Forced expression of R-Ras restores endothelial barrier in ECs with elevated cAMP. A) Confluent monolayer of HUVECs transduced with mock, WT R-Ras (WT), or R-Ras38V were treated with DMSO, forskolin, or IBMX for 48 h and stained for VE-cadherin to assess junctional integrity. Integrated intensity of fluorescence signal was quantified in 3 distinct areas from at least 4 micrographs for each condition by ImageJ software. Scale bar, 100 µm. Ns, not significant. *P < 0.05, ***P < 0.001, ****P < 0.0001 (1-way ANOVA). B) R-Ras expression in HUVECs was analyzed by Western blot 4 d after transduction with mock, R-Ras38V, or R-Ras WT lentivirus. C, D) Endothelial permeability was assessed shortly after cAMP elevation (C) or in response to prolonged cAMP signaling (D).

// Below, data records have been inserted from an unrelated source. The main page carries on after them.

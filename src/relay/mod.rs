//! In-process message relay.
//!
//! The relay is the shared endpoint both peers connect to. It accepts
//! socket upgrades at `/editor-link` and forwards every JSON text frame
//! to all *other* connected clients, never inspecting payloads.
//!
//! # Architecture
//!
//! ```text
//! ┌──────────────────────────────────────┐
//! │                Relay                 │
//! │  web app ──frame──▶ ┌──────────┐     │
//! │                     │ broadcast│──▶ editor
//! │  editor  ──frame──▶ │ to others│──▶ web app
//! │                     └──────────┘     │
//! └──────────────────────────────────────┘
//! ```
//!
//! Production deployments run the relay inside the web app's server
//! process; this implementation exists so a peer library can be exercised
//! against a real socket endpoint, tests included.

// ============================================================================
// Imports
// ============================================================================

use std::net::{IpAddr, Ipv4Addr, SocketAddr};
use std::sync::Arc;
use std::sync::atomic::{AtomicBool, AtomicU64, Ordering};
use std::time::Duration;

use futures_util::{SinkExt, StreamExt};
use parking_lot::RwLock;
use rustc_hash::FxHashMap;
use tokio::net::{TcpListener, TcpStream};
use tokio::sync::mpsc;
use tokio::time::timeout;
use tokio_tungstenite::tungstenite::Message as WsMessage;
use tokio_tungstenite::tungstenite::handshake::server::{ErrorResponse, Request, Response};
use tokio_tungstenite::tungstenite::http::StatusCode;
use tracing::{debug, error, info, warn};

use crate::config::ENDPOINT_PATH;
use crate::error::{Error, Result};

// ============================================================================
// Constants
// ============================================================================

/// Bind address; the link has no auth layer, so loopback only.
const BIND_IP: IpAddr = IpAddr::V4(Ipv4Addr::LOCALHOST);

/// Accept poll interval while checking the shutdown flag.
const ACCEPT_POLL: Duration = Duration::from_millis(100);

// ============================================================================
// Types
// ============================================================================

/// Frame queued for one client's writer task.
enum ClientFrame {
    /// Forwarded text frame.
    Text(String),
    /// Server-initiated close.
    Close,
}

/// Per-client outbound queues, keyed by connection order.
type ClientMap = FxHashMap<u64, mpsc::UnboundedSender<ClientFrame>>;

// ============================================================================
// Relay
// ============================================================================

/// Frame-forwarding relay endpoint.
///
/// # Example
///
/// ```ignore
/// let relay = Relay::bind(0).await?;
/// println!("relay at {}", relay.ws_url());
/// ```
pub struct Relay {
    /// Bound port.
    port: u16,

    /// Connected clients by ID.
    clients: RwLock<ClientMap>,

    /// Next client ID.
    next_id: AtomicU64,

    /// Shutdown flag for the accept loop.
    shutdown: AtomicBool,
}

impl Relay {
    /// Binds the relay to `127.0.0.1:{port}` and starts accepting.
    ///
    /// Use port 0 for an ephemeral port.
    ///
    /// # Errors
    ///
    /// Returns [`Error::Io`] if binding fails.
    pub async fn bind(port: u16) -> Result<Arc<Self>> {
        let addr = SocketAddr::new(BIND_IP, port);
        let listener = TcpListener::bind(addr).await?;
        let actual_port = listener.local_addr()?.port();

        let relay = Arc::new(Self {
            port: actual_port,
            clients: RwLock::new(ClientMap::default()),
            next_id: AtomicU64::new(1),
            shutdown: AtomicBool::new(false),
        });

        let accept_relay = Arc::clone(&relay);
        tokio::spawn(async move {
            accept_relay.accept_loop(listener).await;
        });

        info!(port = actual_port, "Relay started");
        Ok(relay)
    }

    /// Returns the socket endpoint URL.
    #[inline]
    #[must_use]
    pub fn ws_url(&self) -> String {
        format!("ws://127.0.0.1:{}{ENDPOINT_PATH}", self.port)
    }

    /// Returns the bound port.
    #[inline]
    #[must_use]
    pub fn port(&self) -> u16 {
        self.port
    }

    /// Returns the number of connected clients.
    #[inline]
    #[must_use]
    pub fn client_count(&self) -> usize {
        self.clients.read().len()
    }

    /// Forcibly closes every client connection.
    ///
    /// The relay keeps running; peers observe an unexpected close.
    pub fn kick_all(&self) {
        let clients = self.clients.read();
        for sender in clients.values() {
            let _ = sender.send(ClientFrame::Close);
        }
        debug!(count = clients.len(), "Kicked all relay clients");
    }

    /// Stops accepting and closes all clients.
    pub async fn shutdown(&self) {
        self.shutdown.store(true, Ordering::SeqCst);
        self.kick_all();
        self.clients.write().clear();
        info!(port = self.port, "Relay shut down");
    }
}

// ============================================================================
// Relay - Accept Loop
// ============================================================================

impl Relay {
    /// Background task that accepts new connections.
    async fn accept_loop(self: Arc<Self>, listener: TcpListener) {
        debug!("Relay accept loop started");

        loop {
            if self.shutdown.load(Ordering::SeqCst) {
                break;
            }

            // Accept with timeout to allow checking the shutdown flag.
            match timeout(ACCEPT_POLL, listener.accept()).await {
                Ok(Ok((stream, addr))) => {
                    let relay = Arc::clone(&self);
                    tokio::spawn(async move {
                        if let Err(e) = relay.handle_connection(stream, addr).await {
                            warn!(error = %e, ?addr, "Relay connection failed");
                        }
                    });
                }
                Ok(Err(e)) => {
                    error!(error = %e, "Relay accept failed");
                }
                Err(_) => continue,
            }
        }

        debug!("Relay accept loop terminated");
    }

    /// Serves one client until it disconnects.
    async fn handle_connection(&self, stream: TcpStream, addr: SocketAddr) -> Result<()> {
        // Only the link endpoint path upgrades.
        let check_path = |request: &Request, response: Response| {
            if request.uri().path() == ENDPOINT_PATH {
                Ok(response)
            } else {
                let mut rejection = ErrorResponse::new(Some("not found".to_string()));
                *rejection.status_mut() = StatusCode::NOT_FOUND;
                Err(rejection)
            }
        };

        let ws_stream = tokio_tungstenite::accept_hdr_async(stream, check_path)
            .await
            .map_err(|e| Error::connection(format!("WebSocket upgrade failed: {e}")))?;

        let client_id = self.next_id.fetch_add(1, Ordering::SeqCst);
        let (frame_tx, mut frame_rx) = mpsc::unbounded_channel();
        self.clients.write().insert(client_id, frame_tx);
        debug!(client_id, ?addr, "Relay client connected");

        let (mut ws_write, mut ws_read) = ws_stream.split();

        // Writer: drains this client's queue. Ends when the queue closes
        // (client removed) or a forced close is requested.
        let writer = tokio::spawn(async move {
            while let Some(frame) = frame_rx.recv().await {
                match frame {
                    ClientFrame::Text(text) => {
                        if ws_write.send(WsMessage::Text(text.into())).await.is_err() {
                            break;
                        }
                    }
                    ClientFrame::Close => {
                        let _ = ws_write.send(WsMessage::Close(None)).await;
                        break;
                    }
                }
            }
            let _ = ws_write.close().await;
        });

        // Reader: forwards every text frame to all other clients.
        while let Some(frame) = ws_read.next().await {
            match frame {
                Ok(WsMessage::Text(text)) => {
                    self.broadcast(client_id, text.as_str());
                }
                Ok(WsMessage::Close(_)) | Err(_) => break,
                // Binary, Ping, Pong are not part of the protocol.
                Ok(_) => {}
            }
        }

        // Dropping the queue sender ends the writer task.
        self.clients.write().remove(&client_id);
        let _ = writer.await;
        debug!(client_id, "Relay client disconnected");

        Ok(())
    }

    /// Sends a frame to every client except its source.
    fn broadcast(&self, source_id: u64, text: &str) {
        let clients = self.clients.read();
        for (client_id, sender) in clients.iter() {
            if *client_id == source_id {
                continue;
            }
            let _ = sender.send(ClientFrame::Text(text.to_string()));
        }
    }
}

// ============================================================================
// Tests
// ============================================================================

#[cfg(test)]
mod tests {
    use super::*;

    use tokio_tungstenite::connect_async;

    #[tokio::test]
    async fn test_bind_ephemeral_port() {
        let relay = Relay::bind(0).await.expect("bind");
        assert!(relay.port() > 0);
        assert!(relay.ws_url().ends_with("/editor-link"));
        assert_eq!(relay.client_count(), 0);
        relay.shutdown().await;
    }

    #[tokio::test]
    async fn test_rejects_unknown_paths() {
        let relay = Relay::bind(0).await.expect("bind");
        let wrong = format!("ws://127.0.0.1:{}/somewhere-else", relay.port());
        assert!(connect_async(&wrong).await.is_err());
        relay.shutdown().await;
    }

    #[tokio::test]
    async fn test_broadcast_excludes_source() {
        let relay = Relay::bind(0).await.expect("bind");

        let (mut alpha, _) = connect_async(relay.ws_url()).await.expect("connect");
        let (mut beta, _) = connect_async(relay.ws_url()).await.expect("connect");

        // Let both registrations land before broadcasting.
        while relay.client_count() < 2 {
            tokio::time::sleep(Duration::from_millis(10)).await;
        }

        alpha
            .send(WsMessage::Text("{\"x\":1}".into()))
            .await
            .expect("send");

        let received = timeout(Duration::from_secs(5), beta.next())
            .await
            .expect("frame should arrive")
            .expect("stream open")
            .expect("frame ok");
        assert_eq!(received, WsMessage::Text("{\"x\":1}".into()));

        // The source must not hear its own frame back.
        let echo = timeout(Duration::from_millis(200), alpha.next()).await;
        assert!(echo.is_err());

        relay.shutdown().await;
    }

    #[tokio::test]
    async fn test_kick_all_closes_clients() {
        let relay = Relay::bind(0).await.expect("bind");
        let (mut client, _) = connect_async(relay.ws_url()).await.expect("connect");

        while relay.client_count() < 1 {
            tokio::time::sleep(Duration::from_millis(10)).await;
        }

        relay.kick_all();

        let frame = timeout(Duration::from_secs(5), client.next())
            .await
            .expect("close should arrive")
            .expect("stream open")
            .expect("frame ok");
        assert!(matches!(frame, WsMessage::Close(_)));

        relay.shutdown().await;
    }
}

HUVECs were cultured in 24-well Transwell chambers (0.4 μm pore size) for 48 h to produce confluent monolayer. For short-term stimulation, cells were treated with DMSO, forskolin, or IBMX (t = 0 min), and FITC-dextran (70 kDa, 1 mg/ml) was added simultaneously into upper chamber. Fluorescence signal in lower compartment was measured by fluorophotometer at different time points (5–120 min after treatment). For long-term stimulation, permeability of HUVEC monolayer was determined after 48 h of cell incubation with DMSO, forskolin, or IBMX. FITC-dextran (70 kDa, 1 mg/ml) was subsequently added to upper chamber. Fluorescence signal in lower compartment was measured by fluorophotometer at different time points. Empty chambers without cells were used as reference (100% dextran leakage) for percentage calculation. E, F) Prolonged effects of cAMP signaling were analyzed using ECs transduced with mock, WT R-Ras, or R-Ras38V in forskolin- (E) or IBMX- (F) treated culture. Ns, not significant. **P < 0.01, ***P < 0.001, ****P < 0.0001 (2-way ANOVA).